A robust approach to reconstruct ocular aberrations from measurements with noise

Abstract

Precise measurement of ocular aberrations is crucial for effective vision corrections, such as laser refractive surgeries and customised contact lenses. In clinical practice, multiple wavefront measurements are taken from each patient to enhance accuracy. However, these repeated measurements introduce significant variability due to pupil size fluctuations, aberrometer misalignments, and accommodation of the eye’s optical system. Previous studies have primarily investigated this variability through changes in Zernike coefficients (ZCs). In this study, the variability of ZCs was explored by incorporating measurement noise into the raw local slope data recorded from the Shack-Hartmann aberrometer, rather than focusing solely on output coefficients. Synthetic data representing various eye conditions, including astigmatism, myopia, keratoconus, and keratoplasty were used, with normally distributed random noise (𝜇 = 0,𝜎2 = 1) added to simulate real-world measurement variations.
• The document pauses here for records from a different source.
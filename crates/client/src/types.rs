//! Request bodies sent to the dialogue runtime and transcripts API.
//!
//! Field names use `camelCase` on the wire via `#[serde(rename_all)]`.

use dm_domain::dialogue::DialogueAction;
use serde::Serialize;

/// Avatar attached to every archived transcript.
pub const TRANSCRIPT_USER_IMAGE: &str = "https://s3.amazonaws.com/com.voiceflow.studio/share/3818df985d5f502f5dc4a6816903ce174528467f/3818df985d5f502f5dc4a6816903ce174528467f.png";

// ━━━━━━━━━━━━━━━━━━━━━━━━━━━━━━━━━━━━━━━━━━━━━━━━━━━━━━━━━━━━━━━━━━
// Interact
// ━━━━━━━━━━━━━━━━━━━━━━━━━━━━━━━━━━━━━━━━━━━━━━━━━━━━━━━━━━━━━━━━━━

/// Per-request runtime settings.  The bridge never wants synthesized audio
/// or SSML back, and DTMF stop events are filtered out.
#[derive(Debug, Clone, PartialEq, Eq, Serialize)]
#[serde(rename_all = "camelCase")]
pub struct TurnConfig {
    pub tts: bool,
    #[serde(rename = "stripSSML")]
    pub strip_ssml: bool,
    pub stop_types: Vec<String>,
}

impl Default for TurnConfig {
    fn default() -> Self {
        Self {
            tts: false,
            strip_ssml: true,
            stop_types: vec!["DTMF".into()],
        }
    }
}

/// POST /state/user/{userId}/interact request body.
#[derive(Debug, Clone, Serialize)]
pub struct InteractRequest<'a> {
    pub config: TurnConfig,
    pub action: &'a DialogueAction,
}

impl<'a> InteractRequest<'a> {
    pub fn new(action: &'a DialogueAction) -> Self {
        Self {
            config: TurnConfig::default(),
            action,
        }
    }
}

// ━━━━━━━━━━━━━━━━━━━━━━━━━━━━━━━━━━━━━━━━━━━━━━━━━━━━━━━━━━━━━━━━━━
// Transcripts
// ━━━━━━━━━━━━━━━━━━━━━━━━━━━━━━━━━━━━━━━━━━━━━━━━━━━━━━━━━━━━━━━━━━

/// PUT /v2/transcripts request body.
#[derive(Debug, Clone, Serialize)]
#[serde(rename_all = "camelCase")]
pub struct TranscriptRecord {
    pub browser: &'static str,
    pub device: &'static str,
    pub os: &'static str,
    #[serde(rename = "sessionID")]
    pub session_id: String,
    pub unread: bool,
    #[serde(rename = "versionID")]
    pub version_id: Option<String>,
    #[serde(rename = "projectID")]
    pub project_id: Option<String>,
    pub user: TranscriptUser,
}

#[derive(Debug, Clone, Serialize)]
pub struct TranscriptUser {
    pub name: String,
    pub image: &'static str,
}

impl TranscriptRecord {
    /// A phone-call transcript keyed by the backend user id.
    pub fn phone_call(
        user_id: &str,
        version_id: Option<String>,
        project_id: Option<String>,
    ) -> Self {
        Self {
            browser: "VAPI",
            device: "Phone",
            os: "VAPI",
            session_id: user_id.to_owned(),
            unread: true,
            version_id,
            project_id,
            user: TranscriptUser {
                name: user_id.to_owned(),
                image: TRANSCRIPT_USER_IMAGE,
            },
        }
    }
}
//! Turn orchestration up to the point the stream can be opened.
//!
//! A turn resolves the call's novelty, resets the backend dialogue for a new
//! call, and advances it with exactly one action.  Every failure here
//! happens before a single byte of the response is written.

use dm_domain::dialogue::{DialogueAction, TraceEvent};
use dm_domain::error::{Error, Result};
use dm_domain::events::BridgeEvent;

use crate::state::AppState;

/// The parts of an inbound turn request the runtime needs.
#[derive(Debug, Clone, PartialEq, Eq)]
pub struct TurnInput {
    /// Registry key: the platform's call identifier.
    pub call_id: String,
    /// Backend session key: caller number when known, else the call id.
    pub user_id: String,
    /// Content of the last message, `None` when the list was empty.
    pub utterance: Option<String>,
}

/// A turn whose backend work is done and whose traces await translation.
#[derive(Debug, Clone)]
pub struct PreparedTurn {
    pub call_id: String,
    pub user_id: String,
    pub is_new: bool,
    pub action: DialogueAction,
    pub traces: Vec<TraceEvent>,
}

/// Prefer the customer's phone number, fall back to the call identifier.
pub fn resolve_user_id(call_id: &str, customer_number: Option<&str>) -> String {
    match customer_number {
        Some(number) if !number.trim().is_empty() => number.to_owned(),
        _ => call_id.to_owned(),
    }
}

/// `Launch` for a new call, otherwise `Text` with the caller's utterance.
pub fn select_action(is_new: bool, utterance: Option<&str>) -> Result<DialogueAction> {
    if is_new {
        return Ok(DialogueAction::Launch);
    }
    utterance
        .map(|text| DialogueAction::Text(text.to_owned()))
        .ok_or_else(|| Error::InvalidRequest("turn request has no messages".into()))
}

/// Run the backend half of a turn.
pub async fn prepare_turn(state: &AppState, input: TurnInput) -> Result<PreparedTurn> {
    let is_new = state.sessions.observe(&input.call_id);

    BridgeEvent::SessionResolved {
        call_id: input.call_id.clone(),
        user_id: input.user_id.clone(),
        is_new,
    }
    .emit();

    let action = select_action(is_new, input.utterance.as_deref())?;

    if is_new {
        state.backend.reset_user_state(&input.user_id).await?;
    }
    let traces = state
        .backend
        .advance_dialogue(&input.user_id, &action)
        .await?;

    tracing::debug!(
        call_id = %input.call_id,
        action = action.kind(),
        traces = traces.len(),
        "dialogue advanced"
    );

    Ok(PreparedTurn {
        call_id: input.call_id,
        user_id: input.user_id,
        is_new,
        action,
        traces,
    })
}
//! AppState construction and background-task spawning extracted from `main.rs`.

use std::sync::Arc;

use anyhow::Context;

use dm_client::RestDialogueClient;
use dm_domain::config::{Config, ConfigSeverity};
use dm_sessions::InMemorySessionStore;

use crate::state::AppState;

/// Validate config, initialize every collaborator and return a fully-wired
/// [`AppState`].
pub fn build_app_state(config: Arc<Config>) -> anyhow::Result<AppState> {
    // ── Config validation ────────────────────────────────────────────
    let issues = config.validate();
    for issue in &issues {
        match issue.severity {
            ConfigSeverity::Warning => tracing::warn!("config: {issue}"),
            ConfigSeverity::Error => tracing::error!("config: {issue}"),
        }
    }
    let error_count = issues
        .iter()
        .filter(|i| i.severity == ConfigSeverity::Error)
        .count();
    if error_count > 0 {
        anyhow::bail!("config validation failed with {error_count} error(s)");
    }

    // ── Dialogue backend (also the transcript archiver) ──────────────
    let client = Arc::new(
        RestDialogueClient::new(&config.backend).context("initializing dialogue client")?,
    );
    tracing::info!(
        runtime = %config.backend.runtime_base_url(),
        transcripts = %config.backend.transcripts_base_url(),
        timeout_ms = config.backend.timeout_ms,
        "dialogue client ready"
    );

    // ── Session registry ─────────────────────────────────────────────
    let sessions = Arc::new(InMemorySessionStore::new(&config.sessions));
    tracing::info!(
        max_entries = config.sessions.max_entries,
        idle_ttl_secs = config.sessions.idle_ttl_secs,
        evict_on_end = config.sessions.evict_on_end,
        "session registry ready"
    );

    Ok(AppState {
        config,
        sessions,
        backend: client.clone(),
        archiver: client,
    })
}

/// Spawn long-running maintenance loops.
pub fn spawn_background_tasks(state: &AppState) {
    // ── Periodic idle-call pruning ───────────────────────────────────
    let sessions = state.sessions.clone();
    let every = std::time::Duration::from_secs(state.config.sessions.prune_interval_secs.max(1));
    tokio::spawn(async move {
        let mut interval = tokio::time::interval(every);
        loop {
            interval.tick().await;
            let pruned = sessions.prune_expired(chrono::Utc::now());
            if pruned > 0 {
                tracing::info!(pruned, tracked = sessions.len(), "idle calls pruned");
            }
        }
    });
}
Spatial smoothing was applied to the noisy data using Tikhonov regularisation, and optimal smoothing parameter was computed through the generalised cross-validation method to produce a representative wavefront. The results of this study are presented via Signal-to-Noise (S/N) ratios for individual ZCs, comparing the performance of least squares and spatial smoothing approaches. It was observed that spatial smoothing consistently yields significantly lower S/N ratios (< 2 𝑑𝐵), indicating the high capability to detect noise variability through spatial approach. In contrast, the least square approach yields higher S/N ratios (> 10 𝑑𝐵), indicating its limited capacity to manage measurement variability. This work offers new insights on taking the effects of measurement variability in ocular wavefront analysis. These findings lead us to conclude that spatial smoothing not only improves the reliability of Zernike coefficients’ estimation but also has direct implications for clinical practice, enabling ophthalmologists to make better-informed decisions in customized vision correction procedures including laser refractive surgeries and tailoring contact lens designs. This approach can lead to more accurate diagnoses and better customisation of corrective procedure, ultimately improving patient outcomes in vision care.